—Mais, monsieur Séglin…, vous ne comprenez pas. Vous me vendez ces bijoux au prix de trois cent quarante mille francs… et je m'engage à vous les vendre pour pareille somme si vous les venez reprendre avant un mois.

—Bien… j'accepte ça… Mais que parlez-vous de quarante mille francs… pour un prêt de huit jours, dix jours?
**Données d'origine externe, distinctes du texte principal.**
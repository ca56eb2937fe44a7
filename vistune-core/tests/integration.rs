//! Integration Tests for the Propagation Core
//!
//! These tests verify that controls, the hub, the dirty-check engine, and
//! the animator work together correctly, end to end.

use std::cell::Cell;
use std::rc::Rc;
use std::time::Duration;

use vistune_core::context::configure_hub;
use vistune_core::control::{Animator, Control, Trackbar, TrackbarConfig, ANIMATION_TICK_KEY};
use vistune_core::display::{Args, CacheSpec, Display};
use vistune_core::error::{BoxError, Error};
use vistune_core::identifier::IdGenerator;
use vistune_core::state::{ControlSignal, Snapshot, StateHub, Subscribe};
use vistune_core::value::Value;

fn trackbar(ids: &IdGenerator, key: &str, init: f64) -> Rc<Trackbar> {
    let config = TrackbarConfig::new(0.0, 100.0, 1.0, init).unwrap();
    Rc::new(Trackbar::new(ids, key, config).unwrap())
}

/// A display summing rho and sigma, reporting its render count and last
/// rendered value.
fn sum_display(
    ids: &IdGenerator,
    cache: Option<CacheSpec>,
) -> (Rc<Display<f64>>, Rc<Cell<u32>>, Rc<Cell<f64>>) {
    let renders = Rc::new(Cell::new(0u32));
    let last = Rc::new(Cell::new(f64::NAN));
    let renders_sink = renders.clone();
    let last_sink = last.clone();

    let compute = |args: &Args<'_>| -> Result<f64, BoxError> {
        Ok(args.f64("rho")? + args.f64("sigma")?)
    };
    let render = move |sum: f64| {
        renders_sink.set(renders_sink.get() + 1);
        last_sink.set(sum);
    };

    let display = match cache {
        Some(spec) => {
            Rc::new(Display::with_cache(ids, ["rho", "sigma"], spec, compute, render).unwrap())
        }
        None => Rc::new(Display::new(ids, ["rho", "sigma"], compute, render)),
    };
    (display, renders, last)
}

#[test]
fn uncached_display_recomputes_on_every_broadcast() {
    let ids = IdGenerator::new();
    let rho = trackbar(&ids, "rho", 50.0);
    let sigma = trackbar(&ids, "sigma", 0.0);
    let (display, renders, _) = sum_display(&ids, None);

    let controls: Vec<Rc<dyn Control>> = vec![rho.clone(), sigma.clone()];
    let displays: Vec<Rc<dyn Subscribe>> = vec![display];
    configure_hub(&controls, &displays, None).unwrap();

    // One render from the wiring flush.
    assert_eq!(renders.get(), 1);

    // N modifications produce N more renders, unchanged values included.
    rho.set_value(75.0).unwrap();
    rho.set_value(75.0).unwrap();
    sigma.set_value(10.0).unwrap();
    assert_eq!(renders.get(), 4);
}

#[test]
fn exclude_all_display_renders_exactly_once() {
    let ids = IdGenerator::new();
    let rho = trackbar(&ids, "rho", 50.0);
    let sigma = trackbar(&ids, "sigma", 0.0);
    let (display, renders, _) = sum_display(&ids, Some(CacheSpec::exclude_all()));

    let controls: Vec<Rc<dyn Control>> = vec![rho.clone(), sigma.clone()];
    let displays: Vec<Rc<dyn Subscribe>> = vec![display];
    configure_hub(&controls, &displays, None).unwrap();

    assert_eq!(renders.get(), 1);

    for value in [10.0, 20.0, 30.0] {
        rho.set_value(value).unwrap();
        sigma.set_value(value).unwrap();
    }

    // Frozen after the first frame, no matter how much state churns.
    assert_eq!(renders.get(), 1);
}

#[test]
fn include_cache_ignores_untracked_parameters() {
    let ids = IdGenerator::new();
    let rho = trackbar(&ids, "rho", 50.0);
    let sigma = trackbar(&ids, "sigma", 0.0);
    let (display, renders, _) = sum_display(&ids, Some(CacheSpec::include(["sigma"])));

    let controls: Vec<Rc<dyn Control>> = vec![rho.clone(), sigma.clone()];
    let displays: Vec<Rc<dyn Subscribe>> = vec![display];
    configure_hub(&controls, &displays, None).unwrap();
    assert_eq!(renders.get(), 1);

    // Rho is not tracked: broadcasts happen, renders do not.
    rho.set_value(75.0).unwrap();
    rho.set_value(80.0).unwrap();
    assert_eq!(renders.get(), 1);

    // Sigma is tracked: exactly one more render.
    sigma.set_value(10.0).unwrap();
    assert_eq!(renders.get(), 2);
}

#[test]
fn flush_is_never_deduplicated() {
    let ids = IdGenerator::new();
    let rho = trackbar(&ids, "rho", 50.0);
    let sigma = trackbar(&ids, "sigma", 0.0);
    let (display, renders, _) = sum_display(&ids, None);

    let controls: Vec<Rc<dyn Control>> = vec![rho, sigma];
    let displays: Vec<Rc<dyn Subscribe>> = vec![display];
    let hub = configure_hub(&controls, &displays, None).unwrap();
    assert_eq!(renders.get(), 1);

    // Two flushes with no intervening modification: two more identical
    // snapshots, two more render cycles.
    hub.flush().unwrap();
    hub.flush().unwrap();
    assert_eq!(renders.get(), 3);
}

#[test]
fn duplicate_control_keys_never_emit_a_signal() {
    let ids = IdGenerator::new();
    let a = trackbar(&ids, "rho", 1.0);
    let b = trackbar(&ids, "rho", 2.0);
    let (display, renders, _) = sum_display(&ids, None);

    let controls: Vec<Rc<dyn Control>> = vec![a, b];
    let displays: Vec<Rc<dyn Subscribe>> = vec![display];
    let result = configure_hub(&controls, &displays, None);

    assert!(matches!(result, Err(Error::DuplicateKey(key)) if key == "rho"));
    assert_eq!(renders.get(), 0);
}

#[test]
fn end_to_end_sum_of_two_trackbars() {
    let ids = IdGenerator::new();
    let rho = trackbar(&ids, "rho", 50.0);
    let sigma = trackbar(&ids, "sigma", 0.0);
    let (display, _, last) = sum_display(&ids, None);

    let controls: Vec<Rc<dyn Control>> = vec![rho.clone(), sigma.clone()];
    let displays: Vec<Rc<dyn Subscribe>> = vec![display];
    let hub = configure_hub(&controls, &displays, None).unwrap();

    // The wiring flush rendered the seeded state.
    assert_eq!(last.get(), 50.0);

    rho.set_value(75.0).unwrap();
    assert_eq!(last.get(), 75.0);
    assert_eq!(hub.snapshot().get("rho"), Some(&Value::Float(75.0)));
    assert_eq!(hub.snapshot().get("sigma"), Some(&Value::Float(0.0)));

    sigma.set_value(10.0).unwrap();
    assert_eq!(last.get(), 85.0);
}

#[test]
fn forward_then_reverse_restores_the_tick() {
    struct KeyProbe {
        keys_seen: Cell<u32>,
        last_tick: Cell<u64>,
    }

    impl Subscribe for KeyProbe {
        fn identifier(&self) -> &str {
            "key-probe"
        }

        fn on_snapshot(&self, snapshot: &Snapshot) -> Result<(), Error> {
            if let Some(value) = snapshot.get(ANIMATION_TICK_KEY) {
                self.keys_seen.set(self.keys_seen.get() + 1);
                self.last_tick.set(value.as_u64().unwrap());
            }
            Ok(())
        }
    }

    let ids = IdGenerator::new();
    let animator = Rc::new(Animator::new(&ids, 30.0, false).unwrap());
    let probe = Rc::new(KeyProbe {
        keys_seen: Cell::new(0),
        last_tick: Cell::new(0),
    });

    let controls: Vec<Rc<dyn Control>> = vec![animator.clone()];
    let displays: Vec<Rc<dyn Subscribe>> = vec![probe.clone()];
    configure_hub(&controls, &displays, None).unwrap();

    let before = animator.tick();
    animator.forward().unwrap();
    animator.reverse().unwrap();

    assert_eq!(animator.tick(), before);
    // Flush + two manual steps, every one carrying the reserved key.
    assert_eq!(probe.keys_seen.get(), 3);
    assert_eq!(probe.last_tick.get(), before);
}

#[test]
fn animation_ticks_skip_displays_that_do_not_track_them() {
    let ids = IdGenerator::new();
    let rho = trackbar(&ids, "rho", 50.0);
    let animator = Rc::new(Animator::new(&ids, 30.0, false).unwrap());

    let frames = Rc::new(Cell::new(0u32));
    let frames_sink = frames.clone();
    let animated: Rc<Display<u64>> = Rc::new(
        Display::with_cache(
            &ids,
            ["rho", ANIMATION_TICK_KEY],
            CacheSpec::include([ANIMATION_TICK_KEY]),
            |args| Ok(args.u64(ANIMATION_TICK_KEY)?),
            move |_| frames_sink.set(frames_sink.get() + 1),
        )
        .unwrap(),
    );

    let stills = Rc::new(Cell::new(0u32));
    let stills_sink = stills.clone();
    let still: Rc<Display<f64>> = Rc::new(
        Display::with_cache(
            &ids,
            ["rho"],
            CacheSpec::track_all(),
            |args| Ok(args.f64("rho")?),
            move |_| stills_sink.set(stills_sink.get() + 1),
        )
        .unwrap(),
    );

    let controls: Vec<Rc<dyn Control>> = vec![rho.clone(), animator.clone()];
    let displays: Vec<Rc<dyn Subscribe>> = vec![animated, still];
    configure_hub(&controls, &displays, None).unwrap();
    assert_eq!((frames.get(), stills.get()), (1, 1));

    // Ticks drive the animated display only.
    animator.forward().unwrap();
    animator.forward().unwrap();
    assert_eq!((frames.get(), stills.get()), (3, 1));

    // And rho drives the still display only.
    rho.set_value(75.0).unwrap();
    assert_eq!((frames.get(), stills.get()), (3, 2));
}

#[test]
fn failing_display_leaves_the_write_committed() {
    let ids = IdGenerator::new();
    let rho = trackbar(&ids, "rho", 50.0);
    let failing: Rc<Display<f64>> = Rc::new(Display::new(
        &ids,
        ["rho"],
        |_| Err("compute exploded".into()),
        |_| {},
    ));

    let hub = Rc::new(StateHub::new());
    rho.bind(&hub).unwrap();
    hub.register(rho.current_signal()).unwrap();
    hub.subscribe(failing);

    let result = rho.set_value(75.0);
    assert!(matches!(result, Err(Error::Callback { .. })));

    // The storage mutation preceded the broadcast and stands.
    assert_eq!(hub.snapshot().get("rho"), Some(&Value::Float(75.0)));
}

#[tokio::test(flavor = "current_thread", start_paused = true)]
async fn timer_driven_updates_reach_tracking_displays() {
    let local = tokio::task::LocalSet::new();
    local
        .run_until(async {
            let ids = IdGenerator::new();
            let animator = Rc::new(Animator::new(&ids, 10.0, false).unwrap());

            let frames = Rc::new(Cell::new(0u32));
            let frames_sink = frames.clone();
            let display: Rc<Display<u64>> = Rc::new(
                Display::with_cache(
                    &ids,
                    [ANIMATION_TICK_KEY],
                    CacheSpec::include([ANIMATION_TICK_KEY]),
                    |args| Ok(args.u64(ANIMATION_TICK_KEY)?),
                    move |_| frames_sink.set(frames_sink.get() + 1),
                )
                .unwrap(),
            );

            let controls: Vec<Rc<dyn Control>> = vec![animator.clone()];
            let displays: Vec<Rc<dyn Subscribe>> = vec![display];
            configure_hub(&controls, &displays, None).unwrap();
            assert_eq!(frames.get(), 1);

            animator.pause_play();
            tokio::time::sleep(Duration::from_millis(450)).await;

            // Four 100ms ticks elapsed, each one a full broadcast + render.
            assert_eq!(animator.tick(), 4);
            assert_eq!(frames.get(), 5);

            animator.pause_play();
            tokio::time::sleep(Duration::from_millis(300)).await;
            assert_eq!(frames.get(), 5);
        })
        .await;
}

#[test]
fn hub_can_be_driven_without_wiring() {
    // The hub contract stands on its own: register, modify, flush.
    let hub = StateHub::new();
    hub.register(ControlSignal::new("rho", 1.0).unwrap()).unwrap();

    let result = hub.register(ControlSignal::new("rho", 2.0).unwrap());
    assert!(matches!(result, Err(Error::DuplicateKey(_))));

    hub.modify(ControlSignal::new("rho", 3.0).unwrap()).unwrap();
    assert_eq!(hub.snapshot().get("rho"), Some(&Value::Float(3.0)));
}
—Comptez vous-même, monsieur Séglin… frais de commission… déplacement et intérêt.

—Mais c'est épouvantable!

—Voilà comme on compte toujours… On se dit: l'argent, pour en avoir dans ces conditions-là, vaut dix à douze pour cent; eh bien, on se dit: ce n'est que pour un mois… Mais c'est comme si cela était pour l'année; mon argent déplacé, qui m'assure que je trouverai un placement égal à celui que j'avais? Qui m'assure qu'il ne va pas dormir?…

—C'est de la folie… je ne puis pas pour un prêt de dix jours payer cette somme…

—Eh mon Dieu! monsieur Séglin, n'en parlons plus… Je vous assure que c'est en tremblant que je fais l'affaire… Je n'y tiens pas du tout… Voyez un autre… Nous ne nous fâcherons pas pour ça…

—Canaille, grognait Fernand entre ses dents en voyant le sourire du vieux requin qui sentait bien qu'il tenait sa proie…

—Samuel, dit-il tout haut, vous n'êtes pas raisonnable… Mais je n'ai pas le choix, faites les papiers… je vais signer…

—De votre main, monsieur Séglin, je vais vous dicter.